■ **Data section**:
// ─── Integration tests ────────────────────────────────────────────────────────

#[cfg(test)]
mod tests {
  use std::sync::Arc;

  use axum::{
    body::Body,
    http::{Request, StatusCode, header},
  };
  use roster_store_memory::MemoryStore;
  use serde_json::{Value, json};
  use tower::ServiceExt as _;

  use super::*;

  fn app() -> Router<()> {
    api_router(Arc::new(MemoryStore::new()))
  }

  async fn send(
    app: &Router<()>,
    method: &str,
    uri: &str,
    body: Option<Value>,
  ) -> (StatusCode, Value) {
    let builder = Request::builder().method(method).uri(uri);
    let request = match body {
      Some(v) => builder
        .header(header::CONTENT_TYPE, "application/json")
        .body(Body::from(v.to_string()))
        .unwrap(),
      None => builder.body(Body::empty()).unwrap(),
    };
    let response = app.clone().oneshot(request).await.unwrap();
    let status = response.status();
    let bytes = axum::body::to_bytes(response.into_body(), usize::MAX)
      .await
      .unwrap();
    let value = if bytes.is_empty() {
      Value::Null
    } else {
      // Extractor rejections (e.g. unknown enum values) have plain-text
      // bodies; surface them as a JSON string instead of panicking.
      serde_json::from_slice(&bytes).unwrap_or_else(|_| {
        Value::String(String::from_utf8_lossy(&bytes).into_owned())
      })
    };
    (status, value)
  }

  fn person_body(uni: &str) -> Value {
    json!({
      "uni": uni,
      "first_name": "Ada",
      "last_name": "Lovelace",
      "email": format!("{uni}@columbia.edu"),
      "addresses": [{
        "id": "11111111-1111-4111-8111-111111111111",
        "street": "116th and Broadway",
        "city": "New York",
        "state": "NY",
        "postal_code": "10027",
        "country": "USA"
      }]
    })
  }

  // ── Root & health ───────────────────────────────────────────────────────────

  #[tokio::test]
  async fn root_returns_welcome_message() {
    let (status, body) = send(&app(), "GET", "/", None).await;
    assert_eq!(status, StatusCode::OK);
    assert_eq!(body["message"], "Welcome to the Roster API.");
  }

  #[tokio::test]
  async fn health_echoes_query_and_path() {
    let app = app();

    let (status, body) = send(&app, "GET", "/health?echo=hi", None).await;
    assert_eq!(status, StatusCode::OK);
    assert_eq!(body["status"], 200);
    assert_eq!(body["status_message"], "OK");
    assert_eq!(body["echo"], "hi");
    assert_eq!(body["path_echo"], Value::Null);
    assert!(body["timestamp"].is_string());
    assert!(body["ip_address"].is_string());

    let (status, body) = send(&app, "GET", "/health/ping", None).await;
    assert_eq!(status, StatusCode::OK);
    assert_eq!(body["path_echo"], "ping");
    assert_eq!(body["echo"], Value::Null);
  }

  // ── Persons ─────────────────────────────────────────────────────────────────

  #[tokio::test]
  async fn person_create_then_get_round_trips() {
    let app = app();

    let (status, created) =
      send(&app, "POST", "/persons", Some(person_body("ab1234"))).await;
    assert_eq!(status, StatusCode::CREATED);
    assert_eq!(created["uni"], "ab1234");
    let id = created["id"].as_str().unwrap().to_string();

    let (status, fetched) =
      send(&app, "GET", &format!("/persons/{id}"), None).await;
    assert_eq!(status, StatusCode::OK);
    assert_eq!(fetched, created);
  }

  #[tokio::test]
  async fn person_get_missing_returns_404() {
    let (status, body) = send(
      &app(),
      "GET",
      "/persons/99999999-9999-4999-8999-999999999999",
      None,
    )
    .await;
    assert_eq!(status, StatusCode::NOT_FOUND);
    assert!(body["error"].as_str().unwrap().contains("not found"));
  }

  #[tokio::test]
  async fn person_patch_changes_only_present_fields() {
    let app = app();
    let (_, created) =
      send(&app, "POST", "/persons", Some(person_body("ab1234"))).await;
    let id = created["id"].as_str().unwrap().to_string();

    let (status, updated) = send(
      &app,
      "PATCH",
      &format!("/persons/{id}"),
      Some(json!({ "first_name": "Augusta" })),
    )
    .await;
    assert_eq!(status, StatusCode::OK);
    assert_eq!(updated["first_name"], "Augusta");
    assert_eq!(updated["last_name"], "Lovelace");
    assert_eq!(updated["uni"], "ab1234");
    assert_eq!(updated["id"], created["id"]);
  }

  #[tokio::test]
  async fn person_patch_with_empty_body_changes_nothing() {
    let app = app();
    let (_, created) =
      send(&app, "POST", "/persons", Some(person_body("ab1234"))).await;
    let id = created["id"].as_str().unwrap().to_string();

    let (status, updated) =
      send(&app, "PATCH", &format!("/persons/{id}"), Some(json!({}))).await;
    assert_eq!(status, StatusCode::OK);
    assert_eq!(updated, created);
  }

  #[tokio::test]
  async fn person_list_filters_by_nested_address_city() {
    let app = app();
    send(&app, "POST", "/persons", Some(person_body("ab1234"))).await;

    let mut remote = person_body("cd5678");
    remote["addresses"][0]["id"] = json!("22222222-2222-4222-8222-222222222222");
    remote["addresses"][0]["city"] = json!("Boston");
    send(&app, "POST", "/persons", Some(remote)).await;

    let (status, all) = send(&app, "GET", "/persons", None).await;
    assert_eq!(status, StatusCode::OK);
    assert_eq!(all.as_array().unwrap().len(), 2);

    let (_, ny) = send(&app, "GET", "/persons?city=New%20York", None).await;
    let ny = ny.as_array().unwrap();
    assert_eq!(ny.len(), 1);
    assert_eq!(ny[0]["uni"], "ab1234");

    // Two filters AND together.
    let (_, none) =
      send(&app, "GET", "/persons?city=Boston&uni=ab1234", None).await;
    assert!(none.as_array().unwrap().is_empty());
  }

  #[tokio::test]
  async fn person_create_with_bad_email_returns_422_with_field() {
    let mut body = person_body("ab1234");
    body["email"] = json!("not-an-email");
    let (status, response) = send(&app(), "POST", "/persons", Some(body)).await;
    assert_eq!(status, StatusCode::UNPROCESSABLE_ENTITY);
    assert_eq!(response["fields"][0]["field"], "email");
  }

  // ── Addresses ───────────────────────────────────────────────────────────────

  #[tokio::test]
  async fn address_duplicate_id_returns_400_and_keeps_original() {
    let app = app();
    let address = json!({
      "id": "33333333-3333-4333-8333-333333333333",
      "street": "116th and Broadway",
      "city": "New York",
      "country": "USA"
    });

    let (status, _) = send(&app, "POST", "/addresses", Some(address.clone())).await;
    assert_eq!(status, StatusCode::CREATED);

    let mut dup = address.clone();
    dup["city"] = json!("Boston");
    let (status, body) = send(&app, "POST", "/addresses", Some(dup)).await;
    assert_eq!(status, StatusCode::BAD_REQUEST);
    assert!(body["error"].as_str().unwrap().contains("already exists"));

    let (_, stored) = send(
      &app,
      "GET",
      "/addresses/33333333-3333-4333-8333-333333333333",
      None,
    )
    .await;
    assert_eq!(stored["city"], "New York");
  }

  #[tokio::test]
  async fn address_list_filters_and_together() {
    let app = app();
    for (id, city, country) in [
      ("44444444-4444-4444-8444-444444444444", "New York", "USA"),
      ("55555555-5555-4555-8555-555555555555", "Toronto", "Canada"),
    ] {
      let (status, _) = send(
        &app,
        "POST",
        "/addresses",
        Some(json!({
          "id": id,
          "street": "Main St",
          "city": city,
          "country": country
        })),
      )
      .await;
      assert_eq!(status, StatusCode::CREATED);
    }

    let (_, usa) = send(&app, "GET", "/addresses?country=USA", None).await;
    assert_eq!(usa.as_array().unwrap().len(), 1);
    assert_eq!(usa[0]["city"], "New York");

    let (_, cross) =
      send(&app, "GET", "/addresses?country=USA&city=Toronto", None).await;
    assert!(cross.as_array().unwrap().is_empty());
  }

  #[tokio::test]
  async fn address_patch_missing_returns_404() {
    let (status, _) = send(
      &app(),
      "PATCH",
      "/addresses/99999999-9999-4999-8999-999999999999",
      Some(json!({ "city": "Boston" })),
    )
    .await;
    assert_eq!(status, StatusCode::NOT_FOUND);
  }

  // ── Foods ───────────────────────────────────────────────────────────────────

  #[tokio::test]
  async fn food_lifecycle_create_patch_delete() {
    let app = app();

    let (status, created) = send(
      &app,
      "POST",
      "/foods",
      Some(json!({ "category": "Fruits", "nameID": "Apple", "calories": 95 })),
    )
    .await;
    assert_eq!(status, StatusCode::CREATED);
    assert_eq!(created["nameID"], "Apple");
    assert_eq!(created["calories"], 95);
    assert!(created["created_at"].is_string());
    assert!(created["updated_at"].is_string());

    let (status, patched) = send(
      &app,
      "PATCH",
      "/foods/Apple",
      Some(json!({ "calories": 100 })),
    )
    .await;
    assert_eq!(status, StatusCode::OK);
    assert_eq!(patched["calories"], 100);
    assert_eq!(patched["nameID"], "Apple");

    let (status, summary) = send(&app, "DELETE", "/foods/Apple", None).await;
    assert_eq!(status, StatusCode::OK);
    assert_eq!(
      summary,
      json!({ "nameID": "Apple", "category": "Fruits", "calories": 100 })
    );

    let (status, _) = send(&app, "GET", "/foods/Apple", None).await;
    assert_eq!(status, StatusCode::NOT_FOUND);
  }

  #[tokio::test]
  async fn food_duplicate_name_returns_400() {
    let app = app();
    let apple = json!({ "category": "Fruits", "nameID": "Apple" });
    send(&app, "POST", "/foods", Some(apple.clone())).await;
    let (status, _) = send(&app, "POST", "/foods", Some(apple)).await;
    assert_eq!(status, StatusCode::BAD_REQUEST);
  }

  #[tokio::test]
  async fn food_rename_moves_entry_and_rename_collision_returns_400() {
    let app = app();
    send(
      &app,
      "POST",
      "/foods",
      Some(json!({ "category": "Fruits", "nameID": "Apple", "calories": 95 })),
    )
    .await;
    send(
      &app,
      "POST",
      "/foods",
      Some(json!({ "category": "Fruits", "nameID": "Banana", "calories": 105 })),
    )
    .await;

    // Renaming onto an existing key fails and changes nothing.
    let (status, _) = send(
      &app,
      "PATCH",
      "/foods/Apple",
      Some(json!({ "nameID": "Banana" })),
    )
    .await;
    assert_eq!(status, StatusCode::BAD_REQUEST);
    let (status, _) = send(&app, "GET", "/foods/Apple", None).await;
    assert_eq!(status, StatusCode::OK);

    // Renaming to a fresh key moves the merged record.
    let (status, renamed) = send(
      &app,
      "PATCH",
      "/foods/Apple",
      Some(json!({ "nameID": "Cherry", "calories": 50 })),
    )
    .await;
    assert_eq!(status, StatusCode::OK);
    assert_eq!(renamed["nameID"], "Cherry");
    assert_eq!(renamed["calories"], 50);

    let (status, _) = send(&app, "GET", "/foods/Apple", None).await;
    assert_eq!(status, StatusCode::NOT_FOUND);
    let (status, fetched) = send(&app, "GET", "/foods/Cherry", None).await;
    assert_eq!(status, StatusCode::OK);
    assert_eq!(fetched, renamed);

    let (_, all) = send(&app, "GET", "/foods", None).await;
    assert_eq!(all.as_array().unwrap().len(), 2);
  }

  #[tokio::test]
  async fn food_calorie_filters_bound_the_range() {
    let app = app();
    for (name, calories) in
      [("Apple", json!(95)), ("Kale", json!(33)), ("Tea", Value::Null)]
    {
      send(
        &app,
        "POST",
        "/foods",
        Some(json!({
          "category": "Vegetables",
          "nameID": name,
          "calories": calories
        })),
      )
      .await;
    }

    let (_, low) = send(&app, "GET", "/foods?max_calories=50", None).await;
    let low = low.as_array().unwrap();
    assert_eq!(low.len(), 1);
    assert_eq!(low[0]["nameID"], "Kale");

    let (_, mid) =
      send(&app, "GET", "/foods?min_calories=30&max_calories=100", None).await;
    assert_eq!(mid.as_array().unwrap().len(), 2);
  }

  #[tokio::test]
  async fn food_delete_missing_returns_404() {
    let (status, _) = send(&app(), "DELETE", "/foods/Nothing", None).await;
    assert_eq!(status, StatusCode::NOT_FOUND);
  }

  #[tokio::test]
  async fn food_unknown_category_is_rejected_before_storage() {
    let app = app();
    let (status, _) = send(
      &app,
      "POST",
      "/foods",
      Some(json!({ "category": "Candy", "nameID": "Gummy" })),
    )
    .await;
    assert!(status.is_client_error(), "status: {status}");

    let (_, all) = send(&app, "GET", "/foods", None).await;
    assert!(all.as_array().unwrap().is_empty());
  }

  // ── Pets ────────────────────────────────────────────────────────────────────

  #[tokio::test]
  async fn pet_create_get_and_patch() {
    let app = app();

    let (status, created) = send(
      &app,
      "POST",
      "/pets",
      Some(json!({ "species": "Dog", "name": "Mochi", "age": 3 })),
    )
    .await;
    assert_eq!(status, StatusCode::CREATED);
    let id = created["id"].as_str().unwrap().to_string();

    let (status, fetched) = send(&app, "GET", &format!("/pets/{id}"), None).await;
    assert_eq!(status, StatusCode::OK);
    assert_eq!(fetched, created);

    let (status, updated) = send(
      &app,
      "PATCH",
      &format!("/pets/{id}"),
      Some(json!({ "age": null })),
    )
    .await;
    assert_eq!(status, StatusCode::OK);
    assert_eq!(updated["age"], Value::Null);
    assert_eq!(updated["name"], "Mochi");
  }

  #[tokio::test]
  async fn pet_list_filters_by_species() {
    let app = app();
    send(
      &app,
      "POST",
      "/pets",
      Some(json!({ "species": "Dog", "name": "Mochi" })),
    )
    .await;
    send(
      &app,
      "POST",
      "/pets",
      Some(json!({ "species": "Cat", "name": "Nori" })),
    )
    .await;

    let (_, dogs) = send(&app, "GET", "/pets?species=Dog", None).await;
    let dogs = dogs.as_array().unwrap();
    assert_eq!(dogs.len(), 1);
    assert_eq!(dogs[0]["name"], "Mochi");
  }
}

■ **The problem**:
Every line of the listing that holds the word "ping" is to be found and copied.

■ **Answer box**:
    let (status, body) = send(&app, "GET", "/health/ping", None).await;
    assert_eq!(body["path_echo"], "ping");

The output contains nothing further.